TASK TO COMPLETE: State the count of lines below in which the word "DuplicateProduct" appears, and add nothing.

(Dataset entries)
···
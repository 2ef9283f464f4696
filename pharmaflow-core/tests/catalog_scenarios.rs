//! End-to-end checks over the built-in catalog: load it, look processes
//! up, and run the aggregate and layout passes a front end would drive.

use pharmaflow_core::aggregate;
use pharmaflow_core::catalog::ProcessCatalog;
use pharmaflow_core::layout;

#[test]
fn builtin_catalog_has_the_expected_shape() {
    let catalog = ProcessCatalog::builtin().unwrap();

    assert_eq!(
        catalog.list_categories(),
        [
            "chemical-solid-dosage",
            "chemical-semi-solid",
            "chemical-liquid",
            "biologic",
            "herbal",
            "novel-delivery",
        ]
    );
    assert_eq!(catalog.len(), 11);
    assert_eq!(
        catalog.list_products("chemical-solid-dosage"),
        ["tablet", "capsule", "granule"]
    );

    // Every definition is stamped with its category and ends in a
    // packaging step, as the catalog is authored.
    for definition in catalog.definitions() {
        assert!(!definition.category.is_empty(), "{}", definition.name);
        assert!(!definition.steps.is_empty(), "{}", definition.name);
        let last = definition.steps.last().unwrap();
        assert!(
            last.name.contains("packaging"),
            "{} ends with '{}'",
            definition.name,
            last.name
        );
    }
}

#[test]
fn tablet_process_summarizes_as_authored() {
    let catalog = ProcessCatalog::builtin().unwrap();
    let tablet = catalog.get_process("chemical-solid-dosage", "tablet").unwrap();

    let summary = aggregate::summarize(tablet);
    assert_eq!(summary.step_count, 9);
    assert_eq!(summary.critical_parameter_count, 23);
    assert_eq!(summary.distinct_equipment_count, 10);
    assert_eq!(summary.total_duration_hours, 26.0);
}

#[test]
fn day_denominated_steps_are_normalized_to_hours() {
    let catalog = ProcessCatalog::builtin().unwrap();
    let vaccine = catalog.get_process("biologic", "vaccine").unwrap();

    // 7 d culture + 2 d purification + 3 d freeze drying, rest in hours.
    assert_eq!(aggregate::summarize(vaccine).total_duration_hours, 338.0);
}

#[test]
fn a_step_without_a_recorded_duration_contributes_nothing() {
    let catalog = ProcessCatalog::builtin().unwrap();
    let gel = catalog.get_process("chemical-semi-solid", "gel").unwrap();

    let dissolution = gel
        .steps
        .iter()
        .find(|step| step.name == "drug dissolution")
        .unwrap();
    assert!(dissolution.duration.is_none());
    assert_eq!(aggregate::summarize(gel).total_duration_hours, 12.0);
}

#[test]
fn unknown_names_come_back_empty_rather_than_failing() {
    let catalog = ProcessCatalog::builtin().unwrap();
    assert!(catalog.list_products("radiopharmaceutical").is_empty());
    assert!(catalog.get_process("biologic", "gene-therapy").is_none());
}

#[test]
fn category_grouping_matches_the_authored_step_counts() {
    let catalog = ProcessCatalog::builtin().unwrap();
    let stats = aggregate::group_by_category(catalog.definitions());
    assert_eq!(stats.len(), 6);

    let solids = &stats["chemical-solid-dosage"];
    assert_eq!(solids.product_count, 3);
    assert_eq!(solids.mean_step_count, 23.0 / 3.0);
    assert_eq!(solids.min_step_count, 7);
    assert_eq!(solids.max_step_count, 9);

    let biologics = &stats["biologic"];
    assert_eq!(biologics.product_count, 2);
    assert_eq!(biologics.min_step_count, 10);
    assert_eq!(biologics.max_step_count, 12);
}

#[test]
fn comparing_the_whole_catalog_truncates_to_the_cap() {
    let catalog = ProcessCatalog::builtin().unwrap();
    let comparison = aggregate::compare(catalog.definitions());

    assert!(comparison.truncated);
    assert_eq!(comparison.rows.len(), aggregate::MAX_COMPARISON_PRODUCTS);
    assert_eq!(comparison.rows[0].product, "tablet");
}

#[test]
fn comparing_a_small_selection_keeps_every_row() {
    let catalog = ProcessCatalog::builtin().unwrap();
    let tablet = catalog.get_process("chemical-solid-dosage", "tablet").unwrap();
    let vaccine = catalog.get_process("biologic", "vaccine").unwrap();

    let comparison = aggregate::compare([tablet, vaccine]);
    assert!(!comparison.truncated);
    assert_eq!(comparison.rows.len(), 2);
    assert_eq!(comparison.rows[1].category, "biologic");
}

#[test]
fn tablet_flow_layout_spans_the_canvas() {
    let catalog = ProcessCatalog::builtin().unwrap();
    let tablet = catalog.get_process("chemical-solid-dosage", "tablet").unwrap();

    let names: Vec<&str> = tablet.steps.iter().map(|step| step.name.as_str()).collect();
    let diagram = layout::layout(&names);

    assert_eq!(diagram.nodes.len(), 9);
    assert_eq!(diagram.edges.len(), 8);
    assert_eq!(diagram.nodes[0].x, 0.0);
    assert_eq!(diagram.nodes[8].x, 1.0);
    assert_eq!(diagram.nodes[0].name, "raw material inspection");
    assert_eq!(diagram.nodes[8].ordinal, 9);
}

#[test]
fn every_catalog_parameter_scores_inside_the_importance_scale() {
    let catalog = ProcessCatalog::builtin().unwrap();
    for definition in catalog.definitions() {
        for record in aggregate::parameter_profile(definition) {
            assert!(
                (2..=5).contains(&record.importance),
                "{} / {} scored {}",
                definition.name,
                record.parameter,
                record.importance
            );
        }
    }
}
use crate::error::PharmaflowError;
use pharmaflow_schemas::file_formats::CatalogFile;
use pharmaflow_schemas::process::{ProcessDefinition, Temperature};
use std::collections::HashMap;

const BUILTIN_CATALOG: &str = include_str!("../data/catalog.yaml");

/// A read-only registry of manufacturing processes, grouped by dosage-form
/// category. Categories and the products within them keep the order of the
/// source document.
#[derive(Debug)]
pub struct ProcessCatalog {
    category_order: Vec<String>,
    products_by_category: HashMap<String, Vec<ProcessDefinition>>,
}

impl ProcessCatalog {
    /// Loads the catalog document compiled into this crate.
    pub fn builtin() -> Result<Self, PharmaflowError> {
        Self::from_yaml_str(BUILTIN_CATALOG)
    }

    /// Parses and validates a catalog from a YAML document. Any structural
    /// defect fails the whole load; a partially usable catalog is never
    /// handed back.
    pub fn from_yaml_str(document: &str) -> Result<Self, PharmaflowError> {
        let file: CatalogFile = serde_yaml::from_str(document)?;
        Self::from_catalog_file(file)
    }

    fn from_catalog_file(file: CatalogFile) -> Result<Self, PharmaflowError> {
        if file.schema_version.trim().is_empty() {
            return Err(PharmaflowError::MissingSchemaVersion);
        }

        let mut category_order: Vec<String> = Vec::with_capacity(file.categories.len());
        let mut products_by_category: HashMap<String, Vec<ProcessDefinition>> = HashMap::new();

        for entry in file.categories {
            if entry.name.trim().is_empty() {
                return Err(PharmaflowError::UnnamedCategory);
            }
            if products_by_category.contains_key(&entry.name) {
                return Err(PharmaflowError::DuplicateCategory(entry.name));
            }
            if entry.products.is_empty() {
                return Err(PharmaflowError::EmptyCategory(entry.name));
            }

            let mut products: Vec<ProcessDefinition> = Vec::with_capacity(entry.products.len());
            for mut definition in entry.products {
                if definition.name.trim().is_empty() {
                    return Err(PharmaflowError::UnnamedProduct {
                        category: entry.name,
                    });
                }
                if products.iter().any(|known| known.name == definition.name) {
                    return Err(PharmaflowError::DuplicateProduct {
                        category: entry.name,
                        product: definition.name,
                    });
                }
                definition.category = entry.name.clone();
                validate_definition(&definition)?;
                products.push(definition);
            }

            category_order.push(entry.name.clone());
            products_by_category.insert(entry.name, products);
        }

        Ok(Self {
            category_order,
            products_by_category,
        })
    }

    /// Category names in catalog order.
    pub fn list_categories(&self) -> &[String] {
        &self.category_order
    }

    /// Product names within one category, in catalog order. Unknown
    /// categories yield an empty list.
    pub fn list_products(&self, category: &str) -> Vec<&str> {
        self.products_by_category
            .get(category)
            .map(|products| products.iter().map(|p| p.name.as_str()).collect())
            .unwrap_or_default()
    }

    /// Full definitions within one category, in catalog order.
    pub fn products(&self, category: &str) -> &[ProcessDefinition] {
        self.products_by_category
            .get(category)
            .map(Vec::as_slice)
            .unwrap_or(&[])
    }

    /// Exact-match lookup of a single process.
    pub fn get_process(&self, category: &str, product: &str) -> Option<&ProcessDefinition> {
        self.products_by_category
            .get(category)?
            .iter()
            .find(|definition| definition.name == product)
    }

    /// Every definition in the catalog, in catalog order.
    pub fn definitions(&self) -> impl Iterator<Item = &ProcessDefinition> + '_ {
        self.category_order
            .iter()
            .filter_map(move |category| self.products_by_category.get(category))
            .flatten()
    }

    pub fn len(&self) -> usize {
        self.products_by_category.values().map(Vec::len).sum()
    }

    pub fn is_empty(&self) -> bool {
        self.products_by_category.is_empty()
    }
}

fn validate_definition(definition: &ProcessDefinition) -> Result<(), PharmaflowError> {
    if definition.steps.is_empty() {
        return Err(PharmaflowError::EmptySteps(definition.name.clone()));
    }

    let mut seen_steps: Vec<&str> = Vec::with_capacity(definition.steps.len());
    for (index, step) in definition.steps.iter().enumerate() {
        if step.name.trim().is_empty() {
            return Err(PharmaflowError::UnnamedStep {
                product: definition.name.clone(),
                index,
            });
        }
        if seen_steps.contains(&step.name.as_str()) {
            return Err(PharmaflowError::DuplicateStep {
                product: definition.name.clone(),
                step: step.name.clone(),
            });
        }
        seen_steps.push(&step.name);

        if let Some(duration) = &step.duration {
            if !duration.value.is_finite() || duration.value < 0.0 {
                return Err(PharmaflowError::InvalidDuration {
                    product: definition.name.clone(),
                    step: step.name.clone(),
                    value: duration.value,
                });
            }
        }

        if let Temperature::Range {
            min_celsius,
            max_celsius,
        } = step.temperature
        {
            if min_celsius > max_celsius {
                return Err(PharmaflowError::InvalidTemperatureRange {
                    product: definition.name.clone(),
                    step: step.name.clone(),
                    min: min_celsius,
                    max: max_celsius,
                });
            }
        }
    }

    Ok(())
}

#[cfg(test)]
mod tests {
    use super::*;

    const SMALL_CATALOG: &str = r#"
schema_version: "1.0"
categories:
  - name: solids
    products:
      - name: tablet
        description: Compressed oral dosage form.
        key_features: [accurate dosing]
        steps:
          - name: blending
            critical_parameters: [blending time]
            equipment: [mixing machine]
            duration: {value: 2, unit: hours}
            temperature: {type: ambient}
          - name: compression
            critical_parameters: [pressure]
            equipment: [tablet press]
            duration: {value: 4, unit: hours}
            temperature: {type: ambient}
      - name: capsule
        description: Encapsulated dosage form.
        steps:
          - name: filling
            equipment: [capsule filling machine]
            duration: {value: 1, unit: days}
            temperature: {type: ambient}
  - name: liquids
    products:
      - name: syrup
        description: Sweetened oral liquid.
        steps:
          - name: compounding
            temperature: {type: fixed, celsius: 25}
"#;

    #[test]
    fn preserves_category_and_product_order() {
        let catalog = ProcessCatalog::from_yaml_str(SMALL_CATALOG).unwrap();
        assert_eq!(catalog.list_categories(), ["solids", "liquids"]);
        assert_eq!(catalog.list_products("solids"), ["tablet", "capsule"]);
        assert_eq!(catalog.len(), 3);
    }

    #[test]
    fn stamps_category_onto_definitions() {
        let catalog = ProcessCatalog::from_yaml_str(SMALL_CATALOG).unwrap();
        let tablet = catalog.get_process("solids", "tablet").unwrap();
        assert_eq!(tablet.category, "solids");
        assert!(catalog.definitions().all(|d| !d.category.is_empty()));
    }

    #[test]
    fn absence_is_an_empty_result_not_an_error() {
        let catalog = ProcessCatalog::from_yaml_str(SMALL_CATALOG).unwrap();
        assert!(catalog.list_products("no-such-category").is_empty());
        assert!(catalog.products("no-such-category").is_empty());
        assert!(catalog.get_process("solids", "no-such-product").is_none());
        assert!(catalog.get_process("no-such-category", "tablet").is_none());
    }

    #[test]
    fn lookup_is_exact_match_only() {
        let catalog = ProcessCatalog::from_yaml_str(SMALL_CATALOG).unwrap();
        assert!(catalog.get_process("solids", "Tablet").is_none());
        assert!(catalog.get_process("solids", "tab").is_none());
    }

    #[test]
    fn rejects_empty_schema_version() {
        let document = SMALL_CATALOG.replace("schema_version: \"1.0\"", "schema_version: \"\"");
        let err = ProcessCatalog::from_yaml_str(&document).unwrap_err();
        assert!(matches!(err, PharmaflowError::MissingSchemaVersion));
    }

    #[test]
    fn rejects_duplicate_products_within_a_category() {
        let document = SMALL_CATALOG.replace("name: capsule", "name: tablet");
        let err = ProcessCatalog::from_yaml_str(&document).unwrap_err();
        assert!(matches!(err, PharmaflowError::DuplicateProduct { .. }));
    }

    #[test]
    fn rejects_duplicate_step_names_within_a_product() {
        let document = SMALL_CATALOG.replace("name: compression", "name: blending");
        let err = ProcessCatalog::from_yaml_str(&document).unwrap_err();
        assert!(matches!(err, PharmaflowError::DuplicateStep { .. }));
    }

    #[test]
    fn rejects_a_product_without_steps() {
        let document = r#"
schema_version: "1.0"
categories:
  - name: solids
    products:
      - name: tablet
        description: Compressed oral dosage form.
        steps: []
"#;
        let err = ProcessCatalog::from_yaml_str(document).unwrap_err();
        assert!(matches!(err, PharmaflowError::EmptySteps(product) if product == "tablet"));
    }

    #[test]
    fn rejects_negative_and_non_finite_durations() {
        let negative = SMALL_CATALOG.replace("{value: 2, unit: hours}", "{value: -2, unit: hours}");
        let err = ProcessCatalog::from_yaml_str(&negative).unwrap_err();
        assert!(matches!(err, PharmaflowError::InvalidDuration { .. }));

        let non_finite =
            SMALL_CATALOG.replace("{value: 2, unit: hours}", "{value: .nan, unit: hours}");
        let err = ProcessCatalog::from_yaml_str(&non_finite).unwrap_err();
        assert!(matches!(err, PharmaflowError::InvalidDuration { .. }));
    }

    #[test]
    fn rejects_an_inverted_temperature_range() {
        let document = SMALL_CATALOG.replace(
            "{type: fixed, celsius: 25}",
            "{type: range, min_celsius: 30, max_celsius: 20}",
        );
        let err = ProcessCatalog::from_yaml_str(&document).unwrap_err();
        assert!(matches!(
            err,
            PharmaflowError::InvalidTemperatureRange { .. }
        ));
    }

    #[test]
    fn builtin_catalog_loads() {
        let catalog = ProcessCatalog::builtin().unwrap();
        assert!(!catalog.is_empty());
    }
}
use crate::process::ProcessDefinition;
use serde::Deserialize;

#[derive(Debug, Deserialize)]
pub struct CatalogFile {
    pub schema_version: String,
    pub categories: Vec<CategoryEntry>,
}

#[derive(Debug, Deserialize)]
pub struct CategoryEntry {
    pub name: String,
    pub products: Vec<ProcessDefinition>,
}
···
SOLUTION FOR THIS PROBLEM: 2